Em Cannes, no ano passado, havia grande expectativa por Filhas do Sol, que integrava a competição. A diretora Eva Husson, francesa de Le Havre, chegou com um discurso militante, nessa época de empoderamento. “Meu filme não é sobre a guerra curda, é sobre as mulheres na guerra.” E isso faz toda a diferença. Filhas do Sol é sobre um pelotão formado só por mulheres. A líder do grupo é Bahar, interpretada por Golshifteh Farahani. Com o grupo, segue a fotojornalista Mathilde, e quem faz o papel é Emmanuelle Bercot. Em 2015, ela fez história em Cannes ao ser selecionada para a abertura com De Cabeça Erguida, que dirigiu, e ao vencer o prêmio de interpretação por Meu Rei, de autoria de outra atriz e diretora, Maïwenn.

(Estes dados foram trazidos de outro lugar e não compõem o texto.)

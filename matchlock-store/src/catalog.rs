//! SQLite metadata catalog.
//!
//! Three tables: `images` keyed by `(scope, tag)`, `image_layers` holding the
//! ordered layer list per image, and `layer_refs` — the refcount index over
//! `(digest, fs_type)`. `layer_refs` is always rebuilt from `image_layers`
//! inside the same transaction that mutates it, so the invariant
//! `ref_count = |rows in image_layers with that (digest, fs_type)|` cannot
//! drift.

use std::path::{Path, PathBuf};
use std::sync::Mutex;

use rusqlite::{Connection, params};

use crate::{Error, FsType, ImageConfig, ImageMeta, ImageSource, LayerRef, Result, Scope};

/// Extension to convert `rusqlite::Result` into `crate::Result`.
trait DbResultExt<T> {
    fn db(self) -> Result<T>;
}

impl<T> DbResultExt<T> for rusqlite::Result<T> {
    fn db(self) -> Result<T> {
        self.map_err(|e| Error::Db(e.to_string()))
    }
}

const SCHEMA: &str = "\
    CREATE TABLE IF NOT EXISTS schema_version (version INTEGER NOT NULL);
    INSERT OR IGNORE INTO schema_version VALUES (1);
    CREATE TABLE IF NOT EXISTS images (
        scope       TEXT NOT NULL,
        tag         TEXT NOT NULL,
        digest      TEXT NOT NULL,
        size        INTEGER NOT NULL DEFAULT 0,
        source      TEXT NOT NULL,
        oci_config  TEXT,
        rootfs_path TEXT,
        created     TEXT NOT NULL DEFAULT (datetime('now')),
        PRIMARY KEY (scope, tag)
    );
    CREATE TABLE IF NOT EXISTS image_layers (
        scope    TEXT NOT NULL,
        tag      TEXT NOT NULL,
        ordinal  INTEGER NOT NULL,
        digest   TEXT NOT NULL,
        fs_type  TEXT NOT NULL,
        size     INTEGER NOT NULL DEFAULT 0,
        path     TEXT NOT NULL,
        PRIMARY KEY (scope, tag, ordinal)
    );
    CREATE TABLE IF NOT EXISTS layer_refs (
        digest    TEXT NOT NULL,
        fs_type   TEXT NOT NULL,
        ref_count INTEGER NOT NULL DEFAULT 0,
        size      INTEGER NOT NULL DEFAULT 0,
        PRIMARY KEY (digest, fs_type)
    );
";

/// Rebuild `layer_refs` from the ground truth in `image_layers`.
const REBUILD_REFS: &str = "\
    DELETE FROM layer_refs;
    INSERT INTO layer_refs (digest, fs_type, ref_count, size)
        SELECT digest, fs_type, COUNT(*), MAX(size)
        FROM image_layers
        GROUP BY digest, fs_type;
";

/// Persisted snapshot of one image row plus its layers.
#[derive(Debug)]
pub(crate) struct ImageRow {
    pub meta: ImageMeta,
    pub config: Option<ImageConfig>,
    pub rootfs_path: Option<PathBuf>,
    pub layers: Vec<LayerRef>,
}

/// Metadata catalog over one SQLite database.
pub(crate) struct Catalog {
    conn: Mutex<Connection>,
}

impl std::fmt::Debug for Catalog {
    fn fmt(&self, f: &mut std::fmt::Formatter<'_>) -> std::fmt::Result {
        f.debug_struct("Catalog").finish_non_exhaustive()
    }
}

impl Catalog {
    /// Opens (or creates) the catalog database.
    pub fn open(path: &Path) -> Result<Self> {
        let conn = Connection::open(path).db()?;
        conn.execute_batch("PRAGMA journal_mode=WAL; PRAGMA foreign_keys=ON;")
            .db()?;
        conn.execute_batch(SCHEMA).db()?;
        Ok(Self {
            conn: Mutex::new(conn),
        })
    }

    fn lock(&self) -> std::sync::MutexGuard<'_, Connection> {
        match self.conn.lock() {
            Ok(g) => g,
            Err(poisoned) => poisoned.into_inner(),
        }
    }

    /// Upserts one image and its layer list, then resyncs `layer_refs` —
    /// all in one transaction.
    pub fn save_image(
        &self,
        scope: Scope,
        tag: &str,
        digest: &str,
        source: ImageSource,
        config: Option<&ImageConfig>,
        rootfs_path: Option<&Path>,
        layers: &[LayerRef],
    ) -> Result<()> {
        let total: u64 = layers.iter().map(|l| l.size).sum();
        let config_json = config.map(serde_json::to_string).transpose()?;

        let conn = self.lock();
        let tx = conn.unchecked_transaction().db()?;
        tx.execute(
            "INSERT INTO images (scope, tag, digest, size, source, oci_config, rootfs_path)
             VALUES (?1, ?2, ?3, ?4, ?5, ?6, ?7)
             ON CONFLICT(scope, tag) DO UPDATE SET
                digest = excluded.digest,
                size = excluded.size,
                source = excluded.source,
                oci_config = excluded.oci_config,
                rootfs_path = excluded.rootfs_path,
                created = datetime('now')",
            params![
                scope.as_str(),
                tag,
                digest,
                i64::try_from(total).unwrap_or(i64::MAX),
                source.as_str(),
                config_json,
                rootfs_path.map(|p| p.to_string_lossy().into_owned()),
            ],
        )
        .db()?;

        tx.execute(
            "DELETE FROM image_layers WHERE scope = ?1 AND tag = ?2",
            params![scope.as_str(), tag],
        )
        .db()?;
        for (ordinal, layer) in layers.iter().enumerate() {
            tx.execute(
                "INSERT INTO image_layers (scope, tag, ordinal, digest, fs_type, size, path)
                 VALUES (?1, ?2, ?3, ?4, ?5, ?6, ?7)",
                params![
                    scope.as_str(),
                    tag,
                    i64::try_from(ordinal).unwrap_or(i64::MAX),
                    layer.digest,
                    layer.fs_type.as_str(),
                    i64::try_from(layer.size).unwrap_or(i64::MAX),
                    layer.path.to_string_lossy().into_owned(),
                ],
            )
            .db()?;
        }

        tx.execute_batch(REBUILD_REFS).db()?;
        tx.commit().db()
    }

    /// Loads one image row with its ordered layers.
    pub fn get_image(&self, scope: Scope, tag: &str) -> Result<Option<ImageRow>> {
        let conn = self.lock();
        let row = conn
            .query_row(
                "SELECT digest, size, source, oci_config, rootfs_path, created
                 FROM images WHERE scope = ?1 AND tag = ?2",
                params![scope.as_str(), tag],
                |row| {
                    Ok((
                        row.get::<_, String>(0)?,
                        row.get::<_, i64>(1)?,
                        row.get::<_, String>(2)?,
                        row.get::<_, Option<String>>(3)?,
                        row.get::<_, Option<String>>(4)?,
                        row.get::<_, String>(5)?,
                    ))
                },
            );
        let (digest, size, source, config_json, rootfs, created) = match row {
            Ok(r) => r,
            Err(rusqlite::Error::QueryReturnedNoRows) => return Ok(None),
            Err(e) => return Err(Error::Db(e.to_string())),
        };

        let mut stmt = conn
            .prepare(
                "SELECT digest, fs_type, size, path FROM image_layers
                 WHERE scope = ?1 AND tag = ?2 ORDER BY ordinal",
            )
            .db()?;
        let layer_rows = stmt
            .query_map(params![scope.as_str(), tag], |row| {
                Ok((
                    row.get::<_, String>(0)?,
                    row.get::<_, String>(1)?,
                    row.get::<_, i64>(2)?,
                    row.get::<_, String>(3)?,
                ))
            })
            .db()?;

        let mut layers = Vec::new();
        for layer in layer_rows {
            let (ldigest, fs_type, lsize, path) = layer.db()?;
            layers.push(LayerRef {
                digest: ldigest,
                fs_type: FsType::parse(&fs_type)?,
                size: u64::try_from(lsize).unwrap_or(0),
                path: PathBuf::from(path),
            });
        }

        Ok(Some(ImageRow {
            meta: ImageMeta {
                tag: tag.to_owned(),
                digest,
                size: u64::try_from(size).unwrap_or(0),
                created_at: created,
                source: ImageSource::parse(&source)?,
            },
            config: config_json.and_then(|j| serde_json::from_str(&j).ok()),
            rootfs_path: rootfs.map(PathBuf::from),
            layers,
        }))
    }

    /// Deletes one image and its layer rows, resyncing `layer_refs` in the
    /// same transaction. Returns `false` when the row did not exist.
    pub fn remove_image(&self, scope: Scope, tag: &str) -> Result<bool> {
        let conn = self.lock();
        let tx = conn.unchecked_transaction().db()?;
        let removed = tx
            .execute(
                "DELETE FROM images WHERE scope = ?1 AND tag = ?2",
                params![scope.as_str(), tag],
            )
            .db()?;
        if removed == 0 {
            return Ok(false);
        }
        tx.execute(
            "DELETE FROM image_layers WHERE scope = ?1 AND tag = ?2",
            params![scope.as_str(), tag],
        )
        .db()?;
        tx.execute_batch(REBUILD_REFS).db()?;
        tx.commit().db()?;
        Ok(true)
    }

    /// Lists images in a scope, newest first.
    pub fn list_images(&self, scope: Scope) -> Result<Vec<ImageMeta>> {
        let conn = self.lock();
        let mut stmt = conn
            .prepare(
                "SELECT tag, digest, size, source, created FROM images
                 WHERE scope = ?1 ORDER BY created DESC",
            )
            .db()?;
        let rows = stmt
            .query_map(params![scope.as_str()], |row| {
                Ok((
                    row.get::<_, String>(0)?,
                    row.get::<_, String>(1)?,
                    row.get::<_, i64>(2)?,
                    row.get::<_, String>(3)?,
                    row.get::<_, String>(4)?,
                ))
            })
            .db()?;

        let mut images = Vec::new();
        for row in rows {
            let (tag, digest, size, source, created) = row.db()?;
            images.push(ImageMeta {
                tag,
                digest,
                size: u64::try_from(size).unwrap_or(0),
                created_at: created,
                source: ImageSource::parse(&source)?,
            });
        }
        Ok(images)
    }

    /// Refcount for one `(digest, fs_type)`, zero when absent.
    pub fn ref_count(&self, digest: &str, fs_type: FsType) -> Result<u64> {
        let conn = self.lock();
        match conn.query_row(
            "SELECT ref_count FROM layer_refs WHERE digest = ?1 AND fs_type = ?2",
            params![digest, fs_type.as_str()],
            |row| row.get::<_, i64>(0),
        ) {
            Ok(n) => Ok(u64::try_from(n).unwrap_or(0)),
            Err(rusqlite::Error::QueryReturnedNoRows) => Ok(0),
            Err(e) => Err(Error::Db(e.to_string())),
        }
    }

    /// Blob identities with a positive refcount.
    pub fn live_refs(&self) -> Result<Vec<(String, FsType)>> {
        let conn = self.lock();
        let mut stmt = conn
            .prepare("SELECT digest, fs_type FROM layer_refs WHERE ref_count > 0")
            .db()?;
        let rows = stmt
            .query_map([], |row| {
                Ok((row.get::<_, String>(0)?, row.get::<_, String>(1)?))
            })
            .db()?;
        let mut out = Vec::new();
        for row in rows {
            let (digest, fs_type) = row.db()?;
            out.push((digest, FsType::parse(&fs_type)?));
        }
        Ok(out)
    }

    /// Every pinned runtime lower path across all image rows.
    pub fn pinned_paths(&self) -> Result<Vec<PathBuf>> {
        let conn = self.lock();
        let mut stmt = conn
            .prepare("SELECT rootfs_path FROM images WHERE rootfs_path IS NOT NULL")
            .db()?;
        let rows = stmt.query_map([], |row| row.get::<_, String>(0)).db()?;
        let mut out = Vec::new();
        for row in rows {
            out.push(PathBuf::from(row.db()?));
        }
        Ok(out)
    }

    /// Image count and stored bytes in a scope.
    pub fn stats(&self, scope: Scope) -> Result<(u64, u64)> {
        let conn = self.lock();
        conn.query_row(
            "SELECT COUNT(*), COALESCE(SUM(size), 0) FROM images WHERE scope = ?1",
            params![scope.as_str()],
            |row| {
                Ok((
                    u64::try_from(row.get::<_, i64>(0)?).unwrap_or(0),
                    u64::try_from(row.get::<_, i64>(1)?).unwrap_or(0),
                ))
            },
        )
        .db()
    }
}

A guerra é essencialmente um gênero masculino no cinema. Poucas mulheres se aventuraram a contar essas histórias, mas já o fizeram. Kathryn Bigelow chegou a ganhar o Oscar por Guerra ao Terror (derrotando o ex-marido, James Cameron, que concorreu com ela por Avatar). Eva contou ao Estado que, por mais que esteja contando histórias de mulheres, sua fonte de inspiração foi um homem. “Meu avô foi soldado republicano na Guerra Civil espanhola. Manteve os ideais, apesar da derrota, e a vida toda me contava histórias, de como as ‘compañeras’ haviam sido valorosas. Quando descobri a luta das mulheres curdas, senti que poderia falar sobre ideais e poder feminino. Emmanuelle e Golshifteh embarcaram nessa história comigo. São duas mulheres de temperamento muito forte.”
O filme vai direto ao ponto – Golshifteh e suas combatentes vão à luta contra o Daesh, Estado Islâmico do Iraque e do Levante. Bahar leva uma guerra particular – nessa cidade, ela foi feita prisioneira e conheceu o horror nas mãos de homens brutais. E eles ainda estão de posse do filho dela. Ao mostrar a luta de mulheres, o roteiro privilegia questões como a maternidade. Diz a diretora: “É um pouco nosso diferencial. Bahar luta pelo filho, outra combatente dá à luz durante um combate mais duro. Gosto dessas situações, não são coisas que os homens costumem mostrar”.
Sua grande preocupação foi com o realismo de cena. “Fiz o filme pensando no público. Lutei muito para ter orçamento, para filmar tomadas aéreas que situem o espectador na geografia da ação. Um jornalista reclamou do excesso de música, outro, da câmera lenta para distender os tiros e seu impacto nas pessoas. Tudo foi intencional. Utilizo muito os closes porque me parece importante compartilhar tanto sofrimento. Essas mulheres são heroínas. Torço por elas, e espero criar as condições para que o público também torça.” Boas intenções à parte, o filme foi vaiado na sessão de imprensa.
As informações são do jornal O Estado de S. Paulo.